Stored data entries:
..............................

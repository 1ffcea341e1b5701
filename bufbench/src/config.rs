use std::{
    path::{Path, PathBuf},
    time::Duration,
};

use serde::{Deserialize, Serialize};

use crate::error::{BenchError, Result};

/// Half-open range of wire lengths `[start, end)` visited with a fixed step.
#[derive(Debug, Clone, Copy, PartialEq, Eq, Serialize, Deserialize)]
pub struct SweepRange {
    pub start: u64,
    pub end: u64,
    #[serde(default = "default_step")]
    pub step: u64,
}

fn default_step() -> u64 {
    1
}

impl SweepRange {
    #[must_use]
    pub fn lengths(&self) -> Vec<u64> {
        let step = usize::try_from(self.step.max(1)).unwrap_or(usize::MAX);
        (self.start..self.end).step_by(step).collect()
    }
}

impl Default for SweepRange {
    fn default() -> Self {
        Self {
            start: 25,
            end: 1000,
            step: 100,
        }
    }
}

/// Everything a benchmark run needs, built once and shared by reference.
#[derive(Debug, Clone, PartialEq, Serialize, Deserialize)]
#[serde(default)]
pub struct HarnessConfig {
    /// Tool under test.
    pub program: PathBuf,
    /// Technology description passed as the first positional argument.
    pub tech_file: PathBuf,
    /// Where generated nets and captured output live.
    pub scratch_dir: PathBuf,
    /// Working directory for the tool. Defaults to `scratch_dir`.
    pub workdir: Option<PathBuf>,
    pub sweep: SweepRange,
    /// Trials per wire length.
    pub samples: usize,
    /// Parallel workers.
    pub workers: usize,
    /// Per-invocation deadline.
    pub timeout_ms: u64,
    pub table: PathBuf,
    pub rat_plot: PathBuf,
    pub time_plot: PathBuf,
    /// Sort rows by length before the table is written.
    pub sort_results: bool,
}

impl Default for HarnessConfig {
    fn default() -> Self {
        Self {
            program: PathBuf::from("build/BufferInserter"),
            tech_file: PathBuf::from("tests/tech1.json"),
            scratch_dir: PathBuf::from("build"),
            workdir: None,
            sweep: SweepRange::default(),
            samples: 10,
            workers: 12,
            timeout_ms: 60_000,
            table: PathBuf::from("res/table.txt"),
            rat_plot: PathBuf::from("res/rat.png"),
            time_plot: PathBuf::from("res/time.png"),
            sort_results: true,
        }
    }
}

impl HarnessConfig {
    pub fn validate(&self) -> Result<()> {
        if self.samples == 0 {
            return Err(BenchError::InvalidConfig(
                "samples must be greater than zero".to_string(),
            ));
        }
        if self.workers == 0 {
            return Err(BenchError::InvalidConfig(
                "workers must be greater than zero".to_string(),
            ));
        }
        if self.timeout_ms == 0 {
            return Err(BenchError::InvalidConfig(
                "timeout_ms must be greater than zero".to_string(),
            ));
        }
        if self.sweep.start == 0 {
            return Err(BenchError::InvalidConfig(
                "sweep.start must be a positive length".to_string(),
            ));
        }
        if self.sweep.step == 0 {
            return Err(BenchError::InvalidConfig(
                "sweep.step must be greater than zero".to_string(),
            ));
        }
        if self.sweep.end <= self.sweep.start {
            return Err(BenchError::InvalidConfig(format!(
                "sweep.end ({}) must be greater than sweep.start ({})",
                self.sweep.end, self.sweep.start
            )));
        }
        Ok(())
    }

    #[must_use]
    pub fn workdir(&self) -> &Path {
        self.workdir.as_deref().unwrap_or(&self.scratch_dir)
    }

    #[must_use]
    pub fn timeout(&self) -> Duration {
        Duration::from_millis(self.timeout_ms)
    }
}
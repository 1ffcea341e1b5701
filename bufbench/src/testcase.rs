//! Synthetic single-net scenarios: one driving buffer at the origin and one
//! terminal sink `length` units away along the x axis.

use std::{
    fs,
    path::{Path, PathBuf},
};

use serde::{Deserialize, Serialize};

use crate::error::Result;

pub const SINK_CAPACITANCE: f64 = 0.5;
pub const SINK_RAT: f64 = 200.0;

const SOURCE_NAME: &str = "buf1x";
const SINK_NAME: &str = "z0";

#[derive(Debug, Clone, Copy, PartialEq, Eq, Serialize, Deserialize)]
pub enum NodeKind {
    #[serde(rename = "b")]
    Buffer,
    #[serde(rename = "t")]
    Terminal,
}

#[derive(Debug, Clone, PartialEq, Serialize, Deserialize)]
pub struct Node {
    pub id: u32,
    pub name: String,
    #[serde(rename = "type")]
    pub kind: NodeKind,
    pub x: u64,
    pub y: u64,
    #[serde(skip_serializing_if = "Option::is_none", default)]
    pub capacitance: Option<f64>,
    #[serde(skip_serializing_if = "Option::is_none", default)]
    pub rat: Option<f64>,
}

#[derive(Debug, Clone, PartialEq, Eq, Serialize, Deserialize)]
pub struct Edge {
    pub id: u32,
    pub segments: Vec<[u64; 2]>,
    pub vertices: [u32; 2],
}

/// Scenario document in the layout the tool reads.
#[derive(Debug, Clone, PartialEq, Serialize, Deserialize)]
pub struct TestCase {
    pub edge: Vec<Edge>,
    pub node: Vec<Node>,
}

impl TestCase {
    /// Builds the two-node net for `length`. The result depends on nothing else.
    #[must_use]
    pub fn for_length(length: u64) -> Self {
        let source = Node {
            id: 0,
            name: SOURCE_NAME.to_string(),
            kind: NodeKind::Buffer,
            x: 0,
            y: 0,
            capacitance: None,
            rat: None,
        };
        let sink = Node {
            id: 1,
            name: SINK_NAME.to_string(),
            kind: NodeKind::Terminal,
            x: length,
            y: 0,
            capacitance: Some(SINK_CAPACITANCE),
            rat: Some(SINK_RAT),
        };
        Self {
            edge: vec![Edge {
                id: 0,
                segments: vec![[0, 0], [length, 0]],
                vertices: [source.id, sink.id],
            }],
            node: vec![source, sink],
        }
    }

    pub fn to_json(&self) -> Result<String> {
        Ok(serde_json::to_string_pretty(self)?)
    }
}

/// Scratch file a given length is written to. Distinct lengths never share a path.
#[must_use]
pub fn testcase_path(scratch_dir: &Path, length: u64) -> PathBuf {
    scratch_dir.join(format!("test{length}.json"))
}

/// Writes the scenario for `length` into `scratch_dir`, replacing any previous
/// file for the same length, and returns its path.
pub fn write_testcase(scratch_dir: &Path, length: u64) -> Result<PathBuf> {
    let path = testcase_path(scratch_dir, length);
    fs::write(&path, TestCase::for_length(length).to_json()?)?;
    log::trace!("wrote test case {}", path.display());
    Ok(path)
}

..............................

-- Problem statement --
Which lines of the records hold the string "than"? Copy each one.

-- Response box --
                "samples must be greater than zero".to_string(),
                "workers must be greater than zero".to_string(),
                "timeout_ms must be greater than zero".to_string(),
                "sweep.step must be greater than zero".to_string(),
                "sweep.end ({}) must be greater than sweep.start ({})",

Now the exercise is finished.